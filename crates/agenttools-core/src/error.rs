//! Error types for agenttools core
//!
//! Two layers: [`Error`] for host-facing setup (config loading, registry
//! construction) and [`ToolError`] for a single tool call. Tool errors never
//! cross the registry boundary as `Err`; `ToolRegistry::invoke` renders them
//! as `"Error: <message>"` text.

use std::fmt::Display;

use thiserror::Error;

/// Result type alias for host-facing operations
pub type Result<T> = std::result::Result<T, Error>;

/// Errors raised while setting up tools, before any call is made
#[derive(Error, Debug)]
pub enum Error {
    #[error("Tool error: {0}")]
    Tool(#[from] ToolError),

    #[error("Configuration error: {0}")]
    Config(String),

    #[error("IO error: {0}")]
    Io(#[from] std::io::Error),
}

/// Failure of one tool call
#[derive(Error, Debug)]
pub enum ToolError {
    /// No tool registered under the requested name
    #[error("Tool not found: {0}")]
    NotFound(String),

    /// Missing or malformed argument, unknown column, bad cell reference
    #[error("Invalid parameters: {0}")]
    InvalidParams(String),

    /// The operation ran and failed: parse errors, HTTP status, corrupt files
    #[error("Execution failed: {0}")]
    ExecutionFailed(String),

    /// Path resolves outside the workspace
    #[error("Permission denied: {0}")]
    PermissionDenied(String),

    /// Input file or sheet does not exist
    #[error("Resource not found: {0}")]
    ResourceNotFound(String),

    #[error("IO error: {0}")]
    Io(#[from] std::io::Error),
}

impl ToolError {
    /// `ExecutionFailed` carrying `"<context>: <cause>"`
    pub fn failed(context: impl Display, cause: impl Display) -> Self {
        Self::ExecutionFailed(format!("{}: {}", context, cause))
    }

    /// Stable snake_case label for logs and tool metadata
    pub fn kind(&self) -> &'static str {
        match self {
            Self::NotFound(_) => "not_found",
            Self::InvalidParams(_) => "invalid_params",
            Self::ExecutionFailed(_) => "execution_failed",
            Self::PermissionDenied(_) => "permission_denied",
            Self::ResourceNotFound(_) => "resource_not_found",
            Self::Io(_) => "io",
        }
    }

    /// True when retrying with different arguments could succeed
    pub fn is_caller_error(&self) -> bool {
        matches!(
            self,
            Self::NotFound(_)
                | Self::InvalidParams(_)
                | Self::PermissionDenied(_)
                | Self::ResourceNotFound(_)
        )
    }
}
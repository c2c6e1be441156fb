//! Configuration layering
//!
//! Three layers, later wins:
//! 1. Built-in defaults
//! 2. User config (~/.config/localstack/config.toml)
//! 3. CLI flags

mod defaults;
mod effective;
mod merge;

use std::env;
use std::path::PathBuf;

pub use defaults::{BuiltinDefaults, DEFAULT_RELEASE_URL};
pub use effective::{ConfigError, ConfigOrigin, ConfigSource, EffectiveConfig};
pub use merge::{deep_merge, merge_layers, strip_nulls};

/// Default user config path
pub fn default_config_path() -> PathBuf {
    let base = env::var_os("XDG_CONFIG_HOME")
        .map(PathBuf::from)
        .or_else(|| env::var_os("HOME").map(|h| PathBuf::from(h).join(".config")))
        .unwrap_or_else(|| PathBuf::from(".config"));
    base.join("localstack/config.toml")
}
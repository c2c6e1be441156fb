//! Recorded versions
//!
//! The checkpoint is the `ComponentVersionSet` of the last build whose
//! artifacts were fully published. It lives as five revision objects in
//! the release store.

use localstack_model::{layout, ComponentVersionSet};

use crate::store::{BlobStore, StoreError};

/// Read the recorded versions for a device.
///
/// Returns None while the stack revision is missing or empty: it is written
/// last, so without it no checkpoint ever completed. Other missing objects
/// read as empty strings.
pub fn recorded_versions(
    store: &dyn BlobStore,
    device: &str,
) -> Result<Option<ComponentVersionSet>, StoreError> {
    let Some(stack) = store.get_string(layout::STACK_REVISION)? else {
        return Ok(None);
    };
    let [platform, browser, client, extension] = [
        store.get_string(&layout::vendor_revision(device))?,
        store.get_string(layout::CHROMIUM_REVISION)?,
        store.get_string(layout::FDROID_REVISION)?,
        store.get_string(layout::FDROID_PRIV_REVISION)?,
    ]
    .map(Option::unwrap_or_default);

    Ok(Some(ComponentVersionSet {
        stack,
        platform_build: platform,
        platform_branch: String::new(),
        browser_engine: browser,
        app_store_client: client,
        privileged_extension: extension,
    }))
}

/// Persist `latest` as the recorded versions.
///
/// The stack revision is written last: it marks a complete checkpoint.
pub fn write_checkpoint(
    store: &dyn BlobStore,
    device: &str,
    latest: &ComponentVersionSet,
) -> Result<(), StoreError> {
    store.put_string(&layout::vendor_revision(device), &latest.platform_build)?;
    store.put_string(layout::CHROMIUM_REVISION, &latest.browser_engine)?;
    store.put_string(layout::FDROID_REVISION, &latest.app_store_client)?;
    store.put_string(layout::FDROID_PRIV_REVISION, &latest.privileged_extension)?;
    store.put_string(layout::STACK_REVISION, &latest.stack)?;
    tracing::info!(
        "Checkpointed stack={} platform={} chromium={} fdroid={} fdroid-priv={}",
        latest.stack,
        latest.platform_build,
        latest.browser_engine,
        latest.app_store_client,
        latest.privileged_extension
    );
    Ok(())
}
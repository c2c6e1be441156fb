//! Shared model for the localstack build orchestrator
//!
//! Types exchanged between the host CLI and the in-container builder:
//! - [`BuildConfig`]: immutable per-run configuration
//! - [`ComponentVersionSet`]: upstream component versions (latest or recorded)
//! - [`BuildDecision`]: outcome of the staleness check
//! - [`DeviceProfile`]: static device catalog with signing modes
//! - [`BuildPlan`]: hand-off record passed from host to container
//! - [`layout`]: key layout of the release store

pub mod config;
pub mod decision;
pub mod device;
pub mod error;
pub mod layout;
pub mod plan;
pub mod versions;

pub use config::{
    validate_chromium_version, BuildConfig, CustomPatchSet, CustomPrebuilt, CustomScriptSet,
    ManifestProject, ManifestRemote, MINIMUM_CHROMIUM_MAJOR, TRUSTED_REPO_BASE,
};
pub use decision::BuildDecision;
pub use device::{DeviceProfile, SigningMode, SUPPORTED_DEVICES};
pub use error::ModelError;
pub use plan::BuildPlan;
pub use versions::{Component, ComponentVersionSet};
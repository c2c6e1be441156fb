//! Guarded text edits against the source tree
//!
//! Every edit checks its own guard before writing, so applying an edit to
//! an already-edited file leaves it byte-for-byte unchanged.

use std::fs;
use std::io;
use std::path::{Path, PathBuf};

/// What an edit does to its target file
#[derive(Debug, Clone, PartialEq, Eq)]
pub enum EditKind {
    /// Replace every occurrence of `from`; no-op once `from` is gone
    Replace { from: String, to: String },

    /// Drop lines containing the pattern
    DeleteLinesContaining(String),

    /// Drop lines starting with the prefix
    DeleteLinesStartingWith(String),

    /// Append a line unless an identical line exists
    AppendLine(String),

    /// Insert `line` after the first line containing `anchor`, unless
    /// `guard` already occurs in the file
    InsertAfter {
        anchor: String,
        line: String,
        guard: String,
    },

    /// Write the whole file; no-op when contents already match
    WriteFile(String),
}

/// A text edit on one file, path relative to the tree root
#[derive(Debug, Clone, PartialEq, Eq)]
pub struct TextEdit {
    pub path: PathBuf,
    pub kind: EditKind,
    /// Fail when the target file does not exist
    pub required: bool,
}

/// Outcome of applying an edit
#[derive(Debug, Clone, Copy, PartialEq, Eq)]
pub enum EditOutcome {
    Changed,
    Unchanged,
    /// Optional target missing
    Skipped,
}

impl TextEdit {
    pub fn replace(path: impl Into<PathBuf>, from: impl Into<String>, to: impl Into<String>) -> Self {
        Self {
            path: path.into(),
            kind: EditKind::Replace {
                from: from.into(),
                to: to.into(),
            },
            required: false,
        }
    }

    pub fn append_line(path: impl Into<PathBuf>, line: impl Into<String>) -> Self {
        Self {
            path: path.into(),
            kind: EditKind::AppendLine(line.into()),
            required: true,
        }
    }

    pub fn delete_lines(path: impl Into<PathBuf>, pattern: impl Into<String>) -> Self {
        Self {
            path: path.into(),
            kind: EditKind::DeleteLinesContaining(pattern.into()),
            required: false,
        }
    }

    pub fn delete_lines_starting(path: impl Into<PathBuf>, prefix: impl Into<String>) -> Self {
        Self {
            path: path.into(),
            kind: EditKind::DeleteLinesStartingWith(prefix.into()),
            required: false,
        }
    }

    pub fn insert_after(
        path: impl Into<PathBuf>,
        anchor: impl Into<String>,
        line: impl Into<String>,
        guard: impl Into<String>,
    ) -> Self {
        Self {
            path: path.into(),
            kind: EditKind::InsertAfter {
                anchor: anchor.into(),
                line: line.into(),
                guard: guard.into(),
            },
            required: false,
        }
    }

    pub fn write_file(path: impl Into<PathBuf>, contents: impl Into<String>) -> Self {
        Self {
            path: path.into(),
            kind: EditKind::WriteFile(contents.into()),
            required: true,
        }
    }

    /// Apply under `root`
    pub fn apply(&self, root: &Path) -> io::Result<EditOutcome> {
        let path = root.join(&self.path);

        if let EditKind::WriteFile(contents) = &self.kind {
            if fs::read_to_string(&path).ok().as_deref() == Some(contents.as_str()) {
                return Ok(EditOutcome::Unchanged);
            }
            if let Some(parent) = path.parent() {
                fs::create_dir_all(parent)?;
            }
            fs::write(&path, contents)?;
            return Ok(EditOutcome::Changed);
        }

        let original = match fs::read_to_string(&path) {
            Ok(s) => s,
            Err(e) if e.kind() == io::ErrorKind::NotFound && !self.required => {
                return Ok(EditOutcome::Skipped)
            }
            Err(e) => return Err(e),
        };

        let updated = match &self.kind {
            EditKind::Replace { from, to } => {
                if from.is_empty() || !original.contains(from.as_str()) {
                    None
                } else {
                    Some(original.replace(from.as_str(), to))
                }
            }
            EditKind::DeleteLinesContaining(pattern) => {
                delete_lines(&original, |l| l.contains(pattern.as_str()))
            }
            EditKind::DeleteLinesStartingWith(prefix) => {
                delete_lines(&original, |l| l.starts_with(prefix.as_str()))
            }
            EditKind::AppendLine(line) => {
                if original.lines().any(|l| l == line) {
                    None
                } else {
                    let mut out = original.clone();
                    if !out.is_empty() && !out.ends_with('\n') {
                        out.push('\n');
                    }
                    out.push_str(line);
                    out.push('\n');
                    Some(out)
                }
            }
            EditKind::InsertAfter {
                anchor,
                line,
                guard,
            } => {
                if original.contains(guard.as_str()) {
                    None
                } else {
                    insert_after(&original, anchor, line)
                }
            }
            EditKind::WriteFile(_) => None,
        };

        match updated {
            Some(text) if text != original => {
                fs::write(&path, text)?;
                Ok(EditOutcome::Changed)
            }
            _ => Ok(EditOutcome::Unchanged),
        }
    }
}

fn delete_lines(text: &str, reject: impl Fn(&str) -> bool) -> Option<String> {
    if !text.lines().any(&reject) {
        return None;
    }
    let mut kept = text
        .lines()
        .filter(|l| !reject(*l))
        .collect::<Vec<_>>()
        .join("\n");
    if text.ends_with('\n') && !kept.is_empty() {
        kept.push('\n');
    }
    Some(kept)
}

fn insert_after(text: &str, anchor: &str, line: &str) -> Option<String> {
    let mut out = String::with_capacity(text.len() + line.len() + 1);
    let mut inserted = false;
    for l in text.split_inclusive('\n') {
        out.push_str(l);
        if !inserted && l.contains(anchor) {
            if !l.ends_with('\n') {
                out.push('\n');
            }
            out.push_str(line);
            out.push('\n');
            inserted = true;
        }
    }
    inserted.then_some(out)
}

#[cfg(test)]
mod tests {
    use super::*;
    use tempfile::TempDir;

    fn write(root: &Path, rel: &str, contents: &str) {
        let path = root.join(rel);
        fs::create_dir_all(path.parent().unwrap()).unwrap();
        fs::write(path, contents).unwrap();
    }

    fn read(root: &Path, rel: &str) -> String {
        fs::read_to_string(root.join(rel)).unwrap()
    }

    #[test]
    fn test_replace_is_idempotent() {
        let tmp = TempDir::new().unwrap();
        write(tmp.path(), "a.java", "QSB_ON_FIRST_SCREEN = true;\n");
        let edit = TextEdit::replace(
            "a.java",
            "QSB_ON_FIRST_SCREEN = true;",
            "QSB_ON_FIRST_SCREEN = false;",
        );

        assert_eq!(edit.apply(tmp.path()).unwrap(), EditOutcome::Changed);
        assert_eq!(edit.apply(tmp.path()).unwrap(), EditOutcome::Unchanged);
        assert_eq!(read(tmp.path(), "a.java"), "QSB_ON_FIRST_SCREEN = false;\n");
    }

    #[test]
    fn test_delete_lines() {
        let tmp = TempDir::new().unwrap();
        write(
            tmp.path(),
            "p.mk",
            "PRODUCT_PACKAGES += \\\n    Browser2 \\\n    Calendar \\\n    Camera2 \\\n",
        );
        TextEdit::delete_lines("p.mk", "Browser2").apply(tmp.path()).unwrap();
        TextEdit::delete_lines("p.mk", "Calendar \\").apply(tmp.path()).unwrap();
        assert_eq!(read(tmp.path(), "p.mk"), "PRODUCT_PACKAGES += \\\n    Camera2 \\\n");
    }

    #[test]
    fn test_delete_lines_starting_with() {
        let tmp = TempDir::new().unwrap();
        write(tmp.path(), "g.sh", "tar cvf a.tar b\nmv a.tar c.tar\necho done # mv \n");
        let edit = TextEdit::delete_lines_starting("g.sh", "mv ");
        assert_eq!(edit.apply(tmp.path()).unwrap(), EditOutcome::Changed);
        assert_eq!(edit.apply(tmp.path()).unwrap(), EditOutcome::Unchanged);
        assert_eq!(read(tmp.path(), "g.sh"), "tar cvf a.tar b\necho done # mv \n");
    }

    #[test]
    fn test_append_line_once() {
        let tmp = TempDir::new().unwrap();
        write(tmp.path(), "h.mk", "# handheld");
        let edit = TextEdit::append_line("h.mk", "PRODUCT_PACKAGES += Updater");
        edit.apply(tmp.path()).unwrap();
        edit.apply(tmp.path()).unwrap();
        assert_eq!(read(tmp.path(), "h.mk"), "# handheld\nPRODUCT_PACKAGES += Updater\n");
    }

    #[test]
    fn test_insert_after_guarded() {
        let tmp = TempDir::new().unwrap();
        write(
            tmp.path(),
            "AndroidManifest.xml",
            "<manifest>\n<uses-permission android:name=\"android.permission.READ_EXTERNAL_STORAGE\" />\n</manifest>\n",
        );
        let edit = TextEdit::insert_after(
            "AndroidManifest.xml",
            "android.permission.READ_EXTERNAL_STORAGE",
            "<uses-permission android:name=\"android.permission.FOREGROUND_SERVICE\" />",
            "android.permission.FOREGROUND_SERVICE",
        );
        assert_eq!(edit.apply(tmp.path()).unwrap(), EditOutcome::Changed);
        assert_eq!(edit.apply(tmp.path()).unwrap(), EditOutcome::Unchanged);
        assert_eq!(
            read(tmp.path(), "AndroidManifest.xml")
                .matches("FOREGROUND_SERVICE")
                .count(),
            1
        );
    }

    #[test]
    fn test_missing_optional_target_is_skipped() {
        let tmp = TempDir::new().unwrap();
        let edit = TextEdit::replace("device/google/bonito/aosp_sargo.mk", "a", "b");
        assert_eq!(edit.apply(tmp.path()).unwrap(), EditOutcome::Skipped);
    }

    #[test]
    fn test_missing_required_target_fails() {
        let tmp = TempDir::new().unwrap();
        let edit = TextEdit::append_line("build/make/target/product/handheld_system.mk", "X");
        assert!(edit.apply(tmp.path()).is_err());
    }

    #[test]
    fn test_write_file_creates_parents() {
        let tmp = TempDir::new().unwrap();
        let edit = TextEdit::write_file(".repo/local_manifests/localstack.xml", "<manifest/>\n");
        assert_eq!(edit.apply(tmp.path()).unwrap(), EditOutcome::Changed);
        assert_eq!(edit.apply(tmp.path()).unwrap(), EditOutcome::Unchanged);
    }
}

TASK STATEMENT> The string "toml" shows up in some lines of the listing. Copy each such line.

RESULT>
//! 2. User config (~/.config/localstack/config.toml)
    base.join("localstack/config.toml")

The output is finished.